ConforFold Recovers Alternative Protein Conformations Beyond MSA Subsampling

Conformational changes underlie many aspects of protein function, yet current structure prediction tools remain limited in their ability to systematically sample structural ensembles. Here, we present ConforPSSP and ConforFold , a combined framework that integrates secondary-structure sampling into deep learning-based prediction to recover multiple protein conformational states. ConforPSSP employs a transformer model trained on multi-residue fragments to generate diverse 8-state protein secondary structure predictions (PSSPs), which are then used to condition a retrained OpenFold model (ConforFold). ConforFold achieved state-of-the-art performance in conformer recovery.

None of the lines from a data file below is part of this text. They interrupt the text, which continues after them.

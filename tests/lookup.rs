#![cfg(feature = "serde")]

extern crate rand;
extern crate succinct_trie;

use rand::{Rng, SeedableRng, StdRng};
use succinct_trie::{
    Alphabet, Artifact, DirectoryConfig, Error, FrozenTrie, Stream, Trie, TrieConfig, FID,
};

const WORDS: &[&str] = &["apple", "orange", "alphapha", "lamp", "hello", "jello", "quiz"];

fn build(words: &[&str]) -> Trie {
    let mut trie = Trie::new();
    for word in words {
        trie.insert(word).unwrap();
    }
    trie
}

fn random_words(rng: &mut StdRng, n: usize) -> Vec<String> {
    let alphabet: Vec<char> = "abcdefghijklmnopqrstuvwxyz ".chars().collect();
    let mut words: Vec<String> = (0..n)
        .map(|_| {
            let len = rng.gen_range(1, 16);
            (0..len)
                .map(|_| alphabet[rng.gen_range(0, alphabet.len())])
                .collect()
        })
        .collect();
    words.sort();
    words.dedup();
    words
}

#[test]
fn seven_words_through_packed_strings() {
    let trie = build(WORDS);
    assert_eq!(trie.node_count(), 37);

    let data = trie.encode().get_data();
    let config = TrieConfig::default();
    let directory = trie.freeze(config.directory).unwrap().directory().get_data();
    let ft = FrozenTrie::from_data(&data, &directory, trie.node_count(), &config).unwrap();

    for word in WORDS {
        assert!(ft.lookup(word));
    }
    for word in ["alp", "app", "zzz", "appl", "applea", "", "hell", "jelly"] {
        assert!(!ft.lookup(word), "{word}");
    }
    assert_eq!(ft.suggest("a", 10).unwrap(), ["apple", "alphapha"]);
}

#[test]
fn structure_matches_node_count() {
    let ft = build(WORDS).freeze(DirectoryConfig::default()).unwrap();
    let rd = ft.directory();
    assert_eq!(rd.total_bits(), 2 * 37 + 1);
    // every node but the root is one child edge, the root closes its own group
    assert_eq!(rd.ones(Stream::LastSibling), rd.ones(Stream::HasChildren));
    assert_eq!(rd.stream(Stream::LastSibling).len(), 37);
    assert_eq!(rd.stream(Stream::HasChildren).len(), 38);
}

#[test]
fn large_random_list() {
    let mut rng: StdRng = SeedableRng::from_seed([0; 32]);
    let words = random_words(&mut rng, 20_000);
    let probes = random_words(&mut rng, 5_000);

    let mut trie = Trie::new();
    for word in &words {
        trie.insert(word).unwrap();
    }
    for config in [DirectoryConfig::default(), DirectoryConfig::new(64, 8).unwrap()] {
        let ft = trie.freeze(config).unwrap();
        for word in &words {
            assert!(ft.lookup(word), "{word}");
        }
        for probe in &probes {
            assert_eq!(ft.lookup(probe), words.binary_search(probe).is_ok(), "{probe:?}");
        }
    }
}

#[test]
fn build_is_deterministic() {
    let mut forward = Trie::new();
    let mut backward = Trie::new();
    for word in WORDS {
        forward.insert(word).unwrap();
    }
    for word in WORDS.iter().rev() {
        backward.insert(word).unwrap();
    }
    let config = DirectoryConfig::default();
    let a = Artifact::build(&forward, &config).unwrap().to_json().unwrap();
    let b = Artifact::build(&backward, &config).unwrap().to_json().unwrap();
    assert_eq!(a, b);
}

#[test]
fn artifact_file_round_trip() {
    let config = TrieConfig::default();
    let artifact = Artifact::build(&build(WORDS), &config.directory).unwrap();

    let mut file = Vec::new();
    artifact.write_to(&mut file).unwrap();
    let json = String::from_utf8(file).unwrap();
    assert!(json.starts_with(r#"{"nodeCount":37,"#));

    let ft = Artifact::from_json(&json).unwrap().freeze(&config).unwrap();
    for word in WORDS {
        assert!(ft.lookup(word));
    }
}

#[test]
fn malformed_artifacts() {
    let config = TrieConfig::default();
    let good = Artifact::build(&build(WORDS), &config.directory).unwrap();

    let mut wrong_count = good.clone();
    wrong_count.node_count = 40;
    assert!(matches!(wrong_count.freeze(&config), Err(Error::Malformed(_))));

    let mut short_trie = good.clone();
    short_trie.trie.pop();
    assert!(matches!(short_trie.freeze(&config), Err(Error::Malformed(_))));

    let mut bad_symbol = good.clone();
    bad_symbol.directory.push('=');
    assert!(matches!(bad_symbol.freeze(&config), Err(Error::Malformed(_))));

    assert!(matches!(
        Artifact::from_json(r#"{"nodeCount":37,"trie":""}"#),
        Err(Error::Malformed(_))
    ));
}

#[test]
fn custom_alphabet() {
    let chars = "abcdeghijklmnoprstuvyāīūṁṃŋṇṅñṭḍḷ…'’° -";
    let mut trie = Trie::with_alphabet(Alphabet::new(chars).unwrap());
    for word in ["dhammaṃ", "buddha", "saṅgha", "sīla"] {
        trie.insert(word).unwrap();
    }
    assert!(matches!(trie.insert("fox"), Err(Error::UnknownCharacter('f'))));

    let config = TrieConfig {
        alphabet: chars.to_string(),
        ..TrieConfig::default()
    };
    let artifact = Artifact::build(&trie, &config.directory).unwrap();
    let ft = artifact.freeze(&config).unwrap();
    assert!(ft.lookup("saṅgha"));
    assert!(ft.lookup("sīla"));
    assert!(!ft.lookup("sīl"));
    assert!(!ft.lookup("fox"));
    assert_eq!(ft.suggest("s", 5).unwrap(), ["sīla", "saṅgha"]);
}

On our test dataset of protein samples with two alternative conformations, it correctly identified both conformers in 84% of cases at TM-scores≥0.8, outperforming AlphaFlow (75.4%), which uses diffusion-based sampling, and Cfold, which relies on MSA clustering. Combining ConforFold with AlphaFlow further improved recovery rates while retaining the complementary strengths of both approaches. These results establish ConforFold as a broadly applicable framework for modeling structural ensembles. By explicitly integrating secondary structure it recovers conformations inaccessible to MSA-based subsampling or diffusion models, offering a new avenue for investigating conformational heterogeneity, mechanistic transitions, and the structural basis of protein function.